You can invoke Fate, this means mentioning some attribute of your character, whether personality or otherwise, and downgrading your relation to Fate from positive to negative, and then altering or introducing some factor into the narrative related to the mentioned attribute (presumably this is favorable to at least the player's agenda, if not that of the character). You can alternatively allow the GM to do the altering, in which case your Fate moves from negative to positive. This is a bit like the 5e 'Inspiration' mechanic, but done right. The purpose is to basically give the player an option to pick up a bit of the GM's authority momentarily. While it probably isn't needed in a principled Story Game play, it won't hurt either. Fate can be reset at the start of each session, use it!

In terms of actual play, given the orientation towards task-based action mechanics ala 4e, vs the kind of style used in a game like DW, there's a necessity to set the values of actions. That is, the players need to know how a given check they wish to invoke is advancing them towards a stated goal. So that works by the application of a couple of mechanisms. First players state goals, you could call this a 'quest' mechanism, probably a good name for it. These are resolved by challenges, which are pretty much (roughly speaking) like 4e SCs. If you succeed or fail in enough checks, then the results of the quest are decided. There are no checks outside of these challenges, flat out. If anything is at stake, then a challenge exists, and it resolves some sort of quest, though it could be pretty minor in some cases. Checks themselves are initiated by players stating actions, and the GM determining which knack (or maybe it is a tool or some knowledge) governs the check. Players can expend power points to increase the potency of the result, and they can also use practices to alter the governing element checked against if they want (so you could use a ritual to change a climb check into an arcana check to summon a mount so you can fly instead).
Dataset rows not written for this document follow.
/// Marker written into aggregate rows for values that could not be measured.
pub const UNAVAILABLE: &str = "unavailable";

/// Directory under a night holding raw frames.
pub const DEFAULT_RAW_DIR: &str = "CR2";

/// Directory under a night holding sidecar metadata files.
pub const DEFAULT_METADATA_DIR: &str = "CR2info";

/// Directory under a night holding dark calibration frames.
pub const DEFAULT_DARK_DIR: &str = "Darks";

/// Extension of sidecar metadata files.
pub const SIDECAR_EXTENSION: &str = "info";

/// Raw frame file names look like `IMG0_0001.CR2`.
pub const DEFAULT_FRAME_PREFIX: &str = "IMG0_";
pub const DEFAULT_FRAME_DIGITS: usize = 4;
pub const DEFAULT_FRAME_EXTENSION: &str = "CR2";

/// Name of the symlink pointing at tonight's HTML table.
pub const DEFAULT_TONIGHT_LINK: &str = "tonight.html";

/// Seconds slept between directory listings.
pub const DEFAULT_POLL_INTERVAL_SECS: u64 = 1;

/// Seconds waited after spotting new frames so the camera can finish
/// writing them.
pub const DEFAULT_SETTLE_INTERVAL_SECS: u64 = 5;

/// Local hour after which the monitor considers the night over.
pub const DEFAULT_CUTOFF_HOUR: u32 = 7;

/// Wait before each sidecar lookup attempt: immediate, +10 s, +20 s.
pub const DEFAULT_METADATA_RETRY_SECS: [u64; 3] = [0, 10, 20];

/// Upper bound on one frame's measurement subprocess.
pub const DEFAULT_DISPATCH_TIMEOUT_SECS: u64 = 240;

/// Upper bound on the raw conversion subprocess.
pub const DEFAULT_CONVERT_TIMEOUT_SECS: u64 = 60;

/// Upper bound on the astrometric solver.
pub const DEFAULT_SOLVE_TIMEOUT_SECS: u64 = 90;

/// Upper bound on source extraction.
pub const DEFAULT_EXTRACT_TIMEOUT_SECS: u64 = 60;

/// Time a timed-out process group gets between SIGTERM and SIGKILL.
pub const TERMINATE_GRACE_MS: u64 = 2000;

/// How often a running subprocess is polled for completion.
pub const TOOL_POLL_INTERVAL_MS: u64 = 100;

/// Arcseconds per radian.
pub const ARCSEC_PER_RADIAN: f64 = 206_264.806_247_096_36;

/// Minimum pixel count to split per-pixel work across Rayon threads.
pub const PARALLEL_PIXEL_THRESHOLD: usize = 65_536;

/// Lower/upper percentiles used to stretch rendered JPEGs.
pub const JPEG_STRETCH_LOW: f32 = 0.005;
pub const JPEG_STRETCH_HIGH: f32 = 0.995;

/// JPEG quality (0-100).
pub const JPEG_QUALITY: u8 = 85;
The point of the above is pretty simple, the players are always measuring the outcomes, not the GM. It is up to the GM to decide the NARRATIVE RESULT of a check, and of the outcome of a challenge, but the players are in charge of what they want to do, and of their intent, which they also state when they make a check. If they are succeeding on checks, they are pretty much deciding how the scene plays out, but then the GM gets to posit the next element of the challenge, so it should play as give and take.

As you can see, there's not that much scope for prewritten stuff here. The GM could frame scenes in terms of what he wants to see happen, but even then a party of 5 players has Fate x 5 per session... I've also expressed guidelines about playing to see what happens, which really should be sufficient, but again, it never hurts to let the players reinforce that admonition...

So, design principles in service of a particular type of play. I make no claim to be talented at this, lol.